WHAT THE TASK REQUIRES: Return exactly the span of lines that opens with the line containing "Receiver that skips" and closes with the last line of the data, inclusive.

RECORDS PROVIDED:
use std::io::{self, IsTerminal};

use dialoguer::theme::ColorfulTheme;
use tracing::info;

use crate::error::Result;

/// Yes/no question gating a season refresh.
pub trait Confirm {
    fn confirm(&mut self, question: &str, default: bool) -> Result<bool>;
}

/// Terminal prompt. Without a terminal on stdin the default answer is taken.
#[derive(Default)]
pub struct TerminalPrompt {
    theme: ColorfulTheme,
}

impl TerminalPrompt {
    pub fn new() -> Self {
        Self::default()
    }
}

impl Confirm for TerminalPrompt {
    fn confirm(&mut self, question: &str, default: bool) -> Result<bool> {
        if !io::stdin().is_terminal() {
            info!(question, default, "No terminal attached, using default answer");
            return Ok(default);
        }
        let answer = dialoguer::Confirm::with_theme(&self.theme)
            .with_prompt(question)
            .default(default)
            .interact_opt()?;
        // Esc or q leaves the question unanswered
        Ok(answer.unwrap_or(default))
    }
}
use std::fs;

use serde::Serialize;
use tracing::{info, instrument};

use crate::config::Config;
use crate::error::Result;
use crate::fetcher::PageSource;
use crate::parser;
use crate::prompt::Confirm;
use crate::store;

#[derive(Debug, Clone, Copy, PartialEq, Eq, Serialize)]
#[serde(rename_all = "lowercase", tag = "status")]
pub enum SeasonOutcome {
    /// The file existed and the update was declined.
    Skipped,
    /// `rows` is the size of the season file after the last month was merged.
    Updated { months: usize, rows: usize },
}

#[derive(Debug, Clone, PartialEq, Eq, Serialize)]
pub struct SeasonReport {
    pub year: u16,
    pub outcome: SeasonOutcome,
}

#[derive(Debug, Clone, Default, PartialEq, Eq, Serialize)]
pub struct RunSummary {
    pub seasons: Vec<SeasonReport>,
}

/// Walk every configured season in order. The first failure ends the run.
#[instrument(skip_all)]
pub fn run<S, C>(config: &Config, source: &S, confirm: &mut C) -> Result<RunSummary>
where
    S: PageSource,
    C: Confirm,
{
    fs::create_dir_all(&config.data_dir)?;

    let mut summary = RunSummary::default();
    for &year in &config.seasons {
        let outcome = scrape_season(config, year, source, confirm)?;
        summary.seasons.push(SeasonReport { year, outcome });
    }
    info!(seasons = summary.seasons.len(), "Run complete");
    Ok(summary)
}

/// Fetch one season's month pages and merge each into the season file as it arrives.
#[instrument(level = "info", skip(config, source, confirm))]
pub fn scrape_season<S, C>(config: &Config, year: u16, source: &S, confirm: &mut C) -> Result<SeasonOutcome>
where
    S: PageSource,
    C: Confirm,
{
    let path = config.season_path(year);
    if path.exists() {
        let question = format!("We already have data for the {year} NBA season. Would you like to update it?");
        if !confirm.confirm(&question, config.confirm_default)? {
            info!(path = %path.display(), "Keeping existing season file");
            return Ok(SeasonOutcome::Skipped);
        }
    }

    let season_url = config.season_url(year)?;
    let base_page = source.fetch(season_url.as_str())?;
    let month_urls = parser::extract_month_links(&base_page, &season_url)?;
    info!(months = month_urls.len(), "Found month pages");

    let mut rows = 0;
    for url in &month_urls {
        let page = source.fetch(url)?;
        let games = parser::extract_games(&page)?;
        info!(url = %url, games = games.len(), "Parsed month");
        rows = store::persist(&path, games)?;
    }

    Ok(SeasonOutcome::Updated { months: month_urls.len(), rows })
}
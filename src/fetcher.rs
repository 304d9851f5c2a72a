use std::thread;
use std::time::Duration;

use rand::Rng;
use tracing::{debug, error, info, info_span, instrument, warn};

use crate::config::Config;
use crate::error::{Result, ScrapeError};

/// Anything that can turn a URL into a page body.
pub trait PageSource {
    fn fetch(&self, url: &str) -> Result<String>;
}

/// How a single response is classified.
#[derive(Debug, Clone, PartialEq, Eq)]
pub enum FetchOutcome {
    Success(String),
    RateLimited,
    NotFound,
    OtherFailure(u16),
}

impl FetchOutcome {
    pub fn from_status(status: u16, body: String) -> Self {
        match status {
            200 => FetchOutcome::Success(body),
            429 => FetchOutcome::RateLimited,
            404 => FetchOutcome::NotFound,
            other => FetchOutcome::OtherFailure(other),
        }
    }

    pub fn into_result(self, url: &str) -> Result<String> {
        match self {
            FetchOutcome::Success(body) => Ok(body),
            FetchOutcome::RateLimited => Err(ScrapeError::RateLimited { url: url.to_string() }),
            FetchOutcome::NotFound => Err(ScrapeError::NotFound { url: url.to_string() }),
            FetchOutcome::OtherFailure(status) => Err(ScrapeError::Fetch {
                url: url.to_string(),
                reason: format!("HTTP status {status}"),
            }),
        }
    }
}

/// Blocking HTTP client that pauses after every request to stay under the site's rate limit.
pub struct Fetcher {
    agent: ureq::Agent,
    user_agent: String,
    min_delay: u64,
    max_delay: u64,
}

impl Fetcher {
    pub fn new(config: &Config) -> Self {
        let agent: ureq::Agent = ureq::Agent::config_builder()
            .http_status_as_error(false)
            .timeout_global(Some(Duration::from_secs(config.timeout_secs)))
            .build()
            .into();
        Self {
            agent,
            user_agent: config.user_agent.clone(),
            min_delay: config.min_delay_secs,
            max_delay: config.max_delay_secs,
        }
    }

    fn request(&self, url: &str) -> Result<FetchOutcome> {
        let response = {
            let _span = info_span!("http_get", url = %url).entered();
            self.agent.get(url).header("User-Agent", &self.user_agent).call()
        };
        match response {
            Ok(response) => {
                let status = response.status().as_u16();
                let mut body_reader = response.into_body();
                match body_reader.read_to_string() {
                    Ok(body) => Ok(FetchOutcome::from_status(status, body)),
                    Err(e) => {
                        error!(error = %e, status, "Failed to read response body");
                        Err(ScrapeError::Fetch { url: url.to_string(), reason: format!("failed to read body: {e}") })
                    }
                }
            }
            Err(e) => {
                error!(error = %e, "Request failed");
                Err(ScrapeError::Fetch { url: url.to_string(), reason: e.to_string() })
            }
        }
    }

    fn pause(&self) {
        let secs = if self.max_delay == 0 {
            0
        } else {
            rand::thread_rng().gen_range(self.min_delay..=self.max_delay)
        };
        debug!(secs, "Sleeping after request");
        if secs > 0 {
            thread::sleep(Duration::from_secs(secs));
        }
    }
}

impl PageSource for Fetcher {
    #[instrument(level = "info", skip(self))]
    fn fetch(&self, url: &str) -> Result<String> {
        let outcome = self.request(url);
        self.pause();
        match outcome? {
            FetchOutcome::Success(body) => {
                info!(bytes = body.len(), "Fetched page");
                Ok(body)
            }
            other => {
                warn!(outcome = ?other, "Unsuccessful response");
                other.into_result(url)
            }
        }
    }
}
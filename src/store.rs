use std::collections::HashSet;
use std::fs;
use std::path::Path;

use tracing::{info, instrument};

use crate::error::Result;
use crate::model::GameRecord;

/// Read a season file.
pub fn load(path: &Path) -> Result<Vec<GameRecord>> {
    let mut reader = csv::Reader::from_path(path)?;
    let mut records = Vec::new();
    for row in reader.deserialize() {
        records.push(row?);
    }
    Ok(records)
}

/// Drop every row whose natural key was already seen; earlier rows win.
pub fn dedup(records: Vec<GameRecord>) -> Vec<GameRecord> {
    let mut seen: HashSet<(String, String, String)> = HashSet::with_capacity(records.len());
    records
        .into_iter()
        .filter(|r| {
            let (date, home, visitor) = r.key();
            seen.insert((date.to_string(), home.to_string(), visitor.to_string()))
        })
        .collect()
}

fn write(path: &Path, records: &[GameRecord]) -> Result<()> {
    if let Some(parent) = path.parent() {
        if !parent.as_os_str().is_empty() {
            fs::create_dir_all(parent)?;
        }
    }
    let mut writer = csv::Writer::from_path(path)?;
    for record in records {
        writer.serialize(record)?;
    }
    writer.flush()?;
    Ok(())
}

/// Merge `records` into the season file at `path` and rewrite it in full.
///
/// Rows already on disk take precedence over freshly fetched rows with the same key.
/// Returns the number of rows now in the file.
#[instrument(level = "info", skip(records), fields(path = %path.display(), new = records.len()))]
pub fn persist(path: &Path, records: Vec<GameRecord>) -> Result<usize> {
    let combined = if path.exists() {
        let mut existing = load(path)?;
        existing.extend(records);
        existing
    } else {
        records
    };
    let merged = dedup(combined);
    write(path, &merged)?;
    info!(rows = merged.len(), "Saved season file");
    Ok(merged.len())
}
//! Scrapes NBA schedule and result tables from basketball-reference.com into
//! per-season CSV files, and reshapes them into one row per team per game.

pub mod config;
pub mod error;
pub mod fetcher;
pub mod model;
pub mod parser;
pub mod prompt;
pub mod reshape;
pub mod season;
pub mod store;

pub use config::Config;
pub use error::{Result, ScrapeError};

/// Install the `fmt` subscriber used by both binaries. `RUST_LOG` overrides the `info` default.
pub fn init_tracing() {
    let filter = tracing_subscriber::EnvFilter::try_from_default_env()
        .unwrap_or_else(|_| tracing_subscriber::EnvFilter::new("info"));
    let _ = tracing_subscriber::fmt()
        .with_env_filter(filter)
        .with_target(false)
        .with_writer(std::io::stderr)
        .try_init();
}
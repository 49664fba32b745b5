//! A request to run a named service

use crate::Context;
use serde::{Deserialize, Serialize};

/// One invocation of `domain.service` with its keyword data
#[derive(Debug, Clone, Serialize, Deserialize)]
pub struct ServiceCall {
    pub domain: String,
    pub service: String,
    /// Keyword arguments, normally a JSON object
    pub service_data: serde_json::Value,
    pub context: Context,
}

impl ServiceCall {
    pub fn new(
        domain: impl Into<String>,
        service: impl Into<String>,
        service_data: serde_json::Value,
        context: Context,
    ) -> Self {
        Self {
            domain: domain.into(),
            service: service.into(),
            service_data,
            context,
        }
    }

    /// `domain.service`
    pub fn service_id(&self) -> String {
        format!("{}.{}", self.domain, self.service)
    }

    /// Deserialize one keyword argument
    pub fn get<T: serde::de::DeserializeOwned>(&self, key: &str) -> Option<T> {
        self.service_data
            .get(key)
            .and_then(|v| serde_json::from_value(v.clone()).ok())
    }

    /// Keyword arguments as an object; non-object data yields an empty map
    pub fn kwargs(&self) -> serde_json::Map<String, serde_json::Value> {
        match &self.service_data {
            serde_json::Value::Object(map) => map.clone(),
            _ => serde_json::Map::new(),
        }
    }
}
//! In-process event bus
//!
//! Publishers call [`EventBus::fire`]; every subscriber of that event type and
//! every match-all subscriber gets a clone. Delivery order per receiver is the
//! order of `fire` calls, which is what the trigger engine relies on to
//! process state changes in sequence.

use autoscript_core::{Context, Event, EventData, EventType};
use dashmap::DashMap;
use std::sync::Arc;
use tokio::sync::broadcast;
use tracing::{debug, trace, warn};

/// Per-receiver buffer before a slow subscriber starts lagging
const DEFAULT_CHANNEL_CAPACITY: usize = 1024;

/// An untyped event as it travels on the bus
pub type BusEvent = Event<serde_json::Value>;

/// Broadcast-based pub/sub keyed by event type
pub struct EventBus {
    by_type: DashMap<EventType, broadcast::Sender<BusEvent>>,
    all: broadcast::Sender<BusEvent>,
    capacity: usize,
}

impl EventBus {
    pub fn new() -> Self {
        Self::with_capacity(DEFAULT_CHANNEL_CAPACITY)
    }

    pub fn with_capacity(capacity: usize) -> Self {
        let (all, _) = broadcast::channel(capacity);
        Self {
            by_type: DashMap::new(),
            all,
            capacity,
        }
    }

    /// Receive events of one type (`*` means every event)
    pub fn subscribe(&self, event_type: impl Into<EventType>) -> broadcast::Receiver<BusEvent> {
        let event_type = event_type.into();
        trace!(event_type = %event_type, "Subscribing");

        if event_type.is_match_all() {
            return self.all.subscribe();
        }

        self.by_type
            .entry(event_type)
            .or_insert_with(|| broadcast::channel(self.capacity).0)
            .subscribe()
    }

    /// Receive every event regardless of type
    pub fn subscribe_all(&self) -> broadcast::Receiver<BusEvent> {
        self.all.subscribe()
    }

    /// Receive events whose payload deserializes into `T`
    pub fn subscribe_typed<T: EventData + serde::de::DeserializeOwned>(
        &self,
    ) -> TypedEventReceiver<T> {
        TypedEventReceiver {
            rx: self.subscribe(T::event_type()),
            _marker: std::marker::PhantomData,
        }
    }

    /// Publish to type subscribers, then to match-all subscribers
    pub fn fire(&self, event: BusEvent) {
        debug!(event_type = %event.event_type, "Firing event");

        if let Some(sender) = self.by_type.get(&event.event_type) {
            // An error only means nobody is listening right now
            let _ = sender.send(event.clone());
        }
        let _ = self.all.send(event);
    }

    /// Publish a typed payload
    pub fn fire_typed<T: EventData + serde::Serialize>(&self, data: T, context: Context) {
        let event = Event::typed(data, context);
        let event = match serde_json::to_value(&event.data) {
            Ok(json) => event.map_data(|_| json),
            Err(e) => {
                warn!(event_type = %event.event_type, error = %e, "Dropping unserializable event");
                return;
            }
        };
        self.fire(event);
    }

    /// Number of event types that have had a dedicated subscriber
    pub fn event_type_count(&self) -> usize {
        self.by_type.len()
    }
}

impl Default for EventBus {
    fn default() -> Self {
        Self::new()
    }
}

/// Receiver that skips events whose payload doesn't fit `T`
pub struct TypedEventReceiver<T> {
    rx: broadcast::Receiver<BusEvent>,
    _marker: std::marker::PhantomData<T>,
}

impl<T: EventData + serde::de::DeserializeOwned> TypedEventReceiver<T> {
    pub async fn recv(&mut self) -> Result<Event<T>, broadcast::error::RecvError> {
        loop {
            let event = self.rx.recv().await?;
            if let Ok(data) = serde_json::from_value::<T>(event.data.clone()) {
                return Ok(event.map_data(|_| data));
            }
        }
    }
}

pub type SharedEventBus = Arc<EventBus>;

SOLUTION TO THIS PROBLEM:
/// Receiver that skips events whose payload doesn't fit `T`
pub struct TypedEventReceiver<T> {
    rx: broadcast::Receiver<BusEvent>,
    _marker: std::marker::PhantomData<T>,
}

impl<T: EventData + serde::de::DeserializeOwned> TypedEventReceiver<T> {
    pub async fn recv(&mut self) -> Result<Event<T>, broadcast::error::RecvError> {
        loop {
            let event = self.rx.recv().await?;
            if let Ok(data) = serde_json::from_value::<T>(event.data.clone()) {
                return Ok(event.map_data(|_| data));
            }
        }
    }
}

pub type SharedEventBus = Arc<EventBus>;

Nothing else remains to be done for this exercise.